[Saved data entries]
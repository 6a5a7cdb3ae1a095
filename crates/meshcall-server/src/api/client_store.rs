//! In-memory credential store for the client/admin API (C13, §3 `ClientRecord`).
//!
//! Intentionally not persisted: a restart invalidates every registered
//! client, same as the teacher's services hold their tables in Postgres
//! but this surface has "no design novelty" per spec §1 and the SFU
//! itself keeps no durable state either.

use std::collections::HashMap;

use argon2::password_hash::rand_core::OsRng;
use argon2::password_hash::{PasswordHash, SaltString};
use argon2::{Argon2, PasswordHasher, PasswordVerifier};
use thiserror::Error;
use tokio::sync::RwLock;

const MIN_AUTH_KEY_LEN: usize = 8;

#[derive(Debug, Error, PartialEq, Eq)]
pub enum ClientStoreError {
    #[error("authKey too short")]
    AuthKeyTooShort,
    #[error("clientID already registered")]
    Duplicate,
    #[error("unknown clientID")]
    Unknown,
}

#[derive(Debug, Clone)]
pub struct ClientRecord {
    pub client_id: String,
    pub is_admin: bool,
    auth_key_hash: String,
}

#[derive(Default)]
pub struct ClientStore {
    clients: RwLock<HashMap<String, ClientRecord>>,
}

impl ClientStore {
    pub fn new() -> Self {
        Self { clients: RwLock::new(HashMap::new()) }
    }

    /// Seeds the store with a single admin account from config, used when
    /// `api.security.enable_admin` is set (§4.14).
    pub async fn seed_admin(&self, client_id: &str, auth_key: &str) {
        let hash = hash_key(auth_key);
        self.clients.write().await.insert(
            client_id.to_string(),
            ClientRecord { client_id: client_id.to_string(), is_admin: true, auth_key_hash: hash },
        );
    }

    pub async fn register(&self, client_id: &str, auth_key: &str) -> Result<(), ClientStoreError> {
        if auth_key.len() < MIN_AUTH_KEY_LEN {
            return Err(ClientStoreError::AuthKeyTooShort);
        }
        let mut clients = self.clients.write().await;
        if clients.contains_key(client_id) {
            return Err(ClientStoreError::Duplicate);
        }
        clients.insert(
            client_id.to_string(),
            ClientRecord { client_id: client_id.to_string(), is_admin: false, auth_key_hash: hash_key(auth_key) },
        );
        Ok(())
    }

    pub async fn unregister(&self, client_id: &str) -> Result<(), ClientStoreError> {
        self.clients.write().await.remove(client_id).map(|_| ()).ok_or(ClientStoreError::Unknown)
    }

    pub async fn get(&self, client_id: &str) -> Option<ClientRecord> {
        self.clients.read().await.get(client_id).cloned()
    }

    pub async fn verify(&self, client_id: &str, auth_key: &str) -> Option<ClientRecord> {
        let clients = self.clients.read().await;
        let record = clients.get(client_id)?;
        if verify_key(auth_key, &record.auth_key_hash) {
            Some(record.clone())
        } else {
            None
        }
    }
}

fn hash_key(auth_key: &str) -> String {
    let salt = SaltString::generate(&mut OsRng);
    Argon2::default()
        .hash_password(auth_key.as_bytes(), &salt)
        .expect("argon2 hashing params are static and valid")
        .to_string()
}

fn verify_key(auth_key: &str, hash: &str) -> bool {
    let Ok(parsed) = PasswordHash::new(hash) else { return false };
    Argon2::default().verify_password(auth_key.as_bytes(), &parsed).is_ok()
}

#[cfg(test)]
mod tests {
    use super::*;

    #[tokio::test]
    async fn rejects_short_auth_key() {
        let store = ClientStore::new();
        assert_eq!(store.register("alice", "short").await, Err(ClientStoreError::AuthKeyTooShort));
    }

    #[tokio::test]
    async fn rejects_duplicate_registration() {
        let store = ClientStore::new();
        store.register("alice", "correct-horse-battery").await.unwrap();
        assert_eq!(store.register("alice", "another-secret1").await, Err(ClientStoreError::Duplicate));
    }

    #[tokio::test]
    async fn verifies_registered_credentials() {
        let store = ClientStore::new();
        store.register("alice", "correct-horse-battery").await.unwrap();
        assert!(store.verify("alice", "correct-horse-battery").await.is_some());
        assert!(store.verify("alice", "wrong-password").await.is_none());
    }

    #[tokio::test]
    async fn unregister_removes_client() {
        let store = ClientStore::new();
        store.register("alice", "correct-horse-battery").await.unwrap();
        store.unregister("alice").await.unwrap();
        assert_eq!(store.unregister("alice").await, Err(ClientStoreError::Unknown));
    }
}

What to produce: Write the data out in full, matching every line exactly.

Written response:
repository 6a5a7cdb3ae1a095
filename crates/meshcall-server/src/api/client_store.rs
//! In-memory credential store for the client/admin API (C13, §3 `ClientRecord`).
//!
//! Intentionally not persisted: a restart invalidates every registered
//! client, same as the teacher's services hold their tables in Postgres
//! but this surface has "no design novelty" per spec §1 and the SFU
//! itself keeps no durable state either.

use std::collections::HashMap;

use argon2::password_hash::rand_core::OsRng;
use argon2::password_hash::{PasswordHash, SaltString};
use argon2::{Argon2, PasswordHasher, PasswordVerifier};
use thiserror::Error;
use tokio::sync::RwLock;

const MIN_AUTH_KEY_LEN: usize = 8;

#[derive(Debug, Error, PartialEq, Eq)]
pub enum ClientStoreError {
    #[error("authKey too short")]
    AuthKeyTooShort,
    #[error("clientID already registered")]
    Duplicate,
    #[error("unknown clientID")]
    Unknown,
}

#[derive(Debug, Clone)]
pub struct ClientRecord {
    pub client_id: String,
    pub is_admin: bool,
    auth_key_hash: String,
}

#[derive(Default)]
pub struct ClientStore {
    clients: RwLock<HashMap<String, ClientRecord>>,
}

impl ClientStore {
    pub fn new() -> Self {
        Self { clients: RwLock::new(HashMap::new()) }
    }

    /// Seeds the store with a single admin account from config, used when
    /// `api.security.enable_admin` is set (§4.14).
    pub async fn seed_admin(&self, client_id: &str, auth_key: &str) {
        let hash = hash_key(auth_key);
        self.clients.write().await.insert(
            client_id.to_string(),
            ClientRecord { client_id: client_id.to_string(), is_admin: true, auth_key_hash: hash },
        );
    }

    pub async fn register(&self, client_id: &str, auth_key: &str) -> Result<(), ClientStoreError> {
        if auth_key.len() < MIN_AUTH_KEY_LEN {
            return Err(ClientStoreError::AuthKeyTooShort);
        }
        let mut clients = self.clients.write().await;
        if clients.contains_key(client_id) {
            return Err(ClientStoreError::Duplicate);
        }
        clients.insert(
            client_id.to_string(),
            ClientRecord { client_id: client_id.to_string(), is_admin: false, auth_key_hash: hash_key(auth_key) },
        );
        Ok(())
    }

    pub async fn unregister(&self, client_id: &str) -> Result<(), ClientStoreError> {
        self.clients.write().await.remove(client_id).map(|_| ()).ok_or(ClientStoreError::Unknown)
    }

    pub async fn get(&self, client_id: &str) -> Option<ClientRecord> {
        self.clients.read().await.get(client_id).cloned()
    }

    pub async fn verify(&self, client_id: &str, auth_key: &str) -> Option<ClientRecord> {
        let clients = self.clients.read().await;
        let record = clients.get(client_id)?;
        if verify_key(auth_key, &record.auth_key_hash) {
            Some(record.clone())
        } else {
            None
        }
    }
}

fn hash_key(auth_key: &str) -> String {
    let salt = SaltString::generate(&mut OsRng);
    Argon2::default()
        .hash_password(auth_key.as_bytes(), &salt)
        .expect("argon2 hashing params are static and valid")
        .to_string()
}

fn verify_key(auth_key: &str, hash: &str) -> bool {
    let Ok(parsed) = PasswordHash::new(hash) else { return false };
    Argon2::default().verify_password(auth_key.as_bytes(), &parsed).is_ok()
}

#[cfg(test)]
mod tests {
    use super::*;

    #[tokio::test]
    async fn rejects_short_auth_key() {
        let store = ClientStore::new();
        assert_eq!(store.register("alice", "short").await, Err(ClientStoreError::AuthKeyTooShort));
    }

    #[tokio::test]
    async fn rejects_duplicate_registration() {
        let store = ClientStore::new();
        store.register("alice", "correct-horse-battery").await.unwrap();
        assert_eq!(store.register("alice", "another-secret1").await, Err(ClientStoreError::Duplicate));
    }

    #[tokio::test]
    async fn verifies_registered_credentials() {
        let store = ClientStore::new();
        store.register("alice", "correct-horse-battery").await.unwrap();
        assert!(store.verify("alice", "correct-horse-battery").await.is_some());
        assert!(store.verify("alice", "wrong-password").await.is_none());
    }

    #[tokio::test]
    async fn unregister_removes_client() {
        let store = ClientStore::new();
        store.register("alice", "correct-horse-battery").await.unwrap();
        store.unregister("alice").await.unwrap();
        assert_eq!(store.unregister("alice").await, Err(ClientStoreError::Unknown));
    }
}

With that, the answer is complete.